Please take a little time to read Brody’s story below and find out how mitochondrial disease has affected him right from birth.
Read

Brody's
Story.
Brody’s mum, Donna,
tells the family’s journey with mito:

My oldest son Declan and me were thrilled to be welcoming a new addition to our family back in 2021.
Brody arrived as expected in July … and for a heart-wrenching time, he wasn’t breathing. Once he was, it sounded really ‘rattly’. High lactate levels indicated heart issues and that something was underlying. A brain MRI found cysts then at 6 weeks old, genetic testing confirmed mitochondrial disease.
Two genes are involved – MT-TW and MT-ATP6. It’s a very rare form of mito that specialists confirmed is a type of Leigh Syndrome.

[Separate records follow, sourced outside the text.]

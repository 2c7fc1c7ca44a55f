//! Upgrade inputs owned by the reward/shop collaborator
//!
//! The simulation only reads these. They are re-read every tick, so a reward
//! commit takes effect on the next frame.

use serde::{Deserialize, Serialize};

/// Caps enforced by [`Abilities::clamped`]
pub const MAX_WALL_BREAK_SPEED_MULT: f64 = 100.0;
pub const MAX_MOVE_SPEED_MULT: f32 = 3.0;
pub const MAX_MISSILE_COUNT: u32 = 5;
pub const MAX_HEART_DROP_CHANCE: f64 = 0.10;
pub const MAX_COIN_FIELD_SPAWN_BONUS: f64 = 3.0;
pub const MAX_SHIELDS: u32 = 3;
/// Durability weakening bottoms out at half strength
pub const MIN_WALL_DURABILITY_MULT: f64 = 0.5;

#[derive(Debug, Clone, PartialEq, Serialize, Deserialize)]
#[serde(default)]
pub struct Abilities {
    pub wall_break_unlocked: bool,
    pub wall_break_speed_mult: f64,
    pub move_speed_mult: f32,

    /// Per-group break time multipliers (levels 0-2, 3-5, 7-8, 9)
    pub wall_durability_mult_common: f64,
    pub wall_durability_mult_rare: f64,
    pub wall_durability_mult_epic: f64,
    pub wall_durability_mult_legendary: f64,

    pub gold_wall_unlocked: bool,
    pub gold_wall_prob: f64,
    pub coin_wall_coin_amount: u32,
    /// Added to every coin pickup
    pub coin_gain_bonus: u32,
    pub coin_field_spawn_bonus: f64,

    pub missile_count: u32,
    pub missile_stun_bonus_ms: f64,
    pub missile_spawn_chance_mult: f32,
    pub missile_field_spawn_bonus: f32,
    pub max_field_missile_items: u32,
    pub missile_wall_break_unlocked: bool,
    pub missile_wall_break_prob: f64,
    /// Chance that a broken wall hides gunpowder
    pub missile_gunpowder_prob: f64,
    pub kill_missile_unlocked: bool,
    pub intercept_missile_unlocked: bool,

    pub max_lives: u32,
    pub shield_max: u32,
    pub heart_drop_chance: f64,
}

impl Default for Abilities {
    fn default() -> Self {
        Self {
            wall_break_unlocked: false,
            wall_break_speed_mult: 1.0,
            move_speed_mult: 1.0,
            wall_durability_mult_common: 1.0,
            wall_durability_mult_rare: 1.0,
            wall_durability_mult_epic: 1.0,
            wall_durability_mult_legendary: 1.0,
            gold_wall_unlocked: false,
            gold_wall_prob: 0.03,
            coin_wall_coin_amount: 5,
            coin_gain_bonus: 0,
            coin_field_spawn_bonus: 0.0,
            missile_count: 1,
            missile_stun_bonus_ms: 0.0,
            missile_spawn_chance_mult: 1.0,
            missile_field_spawn_bonus: 0.0,
            max_field_missile_items: 1,
            missile_wall_break_unlocked: false,
            missile_wall_break_prob: 0.10,
            missile_gunpowder_prob: 0.0,
            kill_missile_unlocked: false,
            intercept_missile_unlocked: false,
            max_lives: 3,
            shield_max: 0,
            heart_drop_chance: 0.0,
        }
    }
}

impl Abilities {
    /// Copy with every upgrade pinned to its allowed range
    pub fn clamped(&self) -> Self {
        let weaken = |m: f64| m.clamp(MIN_WALL_DURABILITY_MULT, 1.0);
        Self {
            wall_break_speed_mult: self.wall_break_speed_mult.clamp(0.0, MAX_WALL_BREAK_SPEED_MULT),
            move_speed_mult: self.move_speed_mult.clamp(0.0, MAX_MOVE_SPEED_MULT),
            wall_durability_mult_common: weaken(self.wall_durability_mult_common),
            wall_durability_mult_rare: weaken(self.wall_durability_mult_rare),
            wall_durability_mult_epic: weaken(self.wall_durability_mult_epic),
            wall_durability_mult_legendary: weaken(self.wall_durability_mult_legendary),
            gold_wall_prob: self.gold_wall_prob.clamp(0.0, 1.0),
            coin_field_spawn_bonus: self.coin_field_spawn_bonus.clamp(0.0, MAX_COIN_FIELD_SPAWN_BONUS),
            missile_count: self.missile_count.clamp(1, MAX_MISSILE_COUNT),
            missile_stun_bonus_ms: self.missile_stun_bonus_ms.max(0.0),
            missile_field_spawn_bonus: self.missile_field_spawn_bonus.clamp(0.0, 1.0),
            max_field_missile_items: self.max_field_missile_items.max(1),
            missile_wall_break_prob: self.missile_wall_break_prob.clamp(0.0, 1.0),
            missile_gunpowder_prob: self.missile_gunpowder_prob.clamp(0.0, 1.0),
            max_lives: self.max_lives.max(1),
            shield_max: self.shield_max.min(MAX_SHIELDS),
            heart_drop_chance: self.heart_drop_chance.clamp(0.0, MAX_HEART_DROP_CHANCE),
            ..self.clone()
        }
    }

    /// Break-time multiplier from the durability weakening upgrades.
    ///
    /// Level 6 (red) belongs to no group and is never weakened.
    pub fn wall_weaken_mult(&self, level: usize) -> f64 {
        match level {
            0..=2 => self.wall_durability_mult_common,
            3..=5 => self.wall_durability_mult_rare,
            7 | 8 => self.wall_durability_mult_epic,
            9 => self.wall_durability_mult_legendary,
            _ => 1.0,
        }
    }
}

We’ve also learned that it is maternally inherited.
That means that I’m affected too
- but much more mildly than Brody.
I work for the NHS in admin support for Stepping Hill Cardiology department, so that helped with some of the medical terms. But it’s still difficult to take all the information in – especially on top of the emotional turmoil of it being about our much-loved, baby boy. Like so many people, we’d never heard of mitochondrial disease, other than it featuring on Coronation Street.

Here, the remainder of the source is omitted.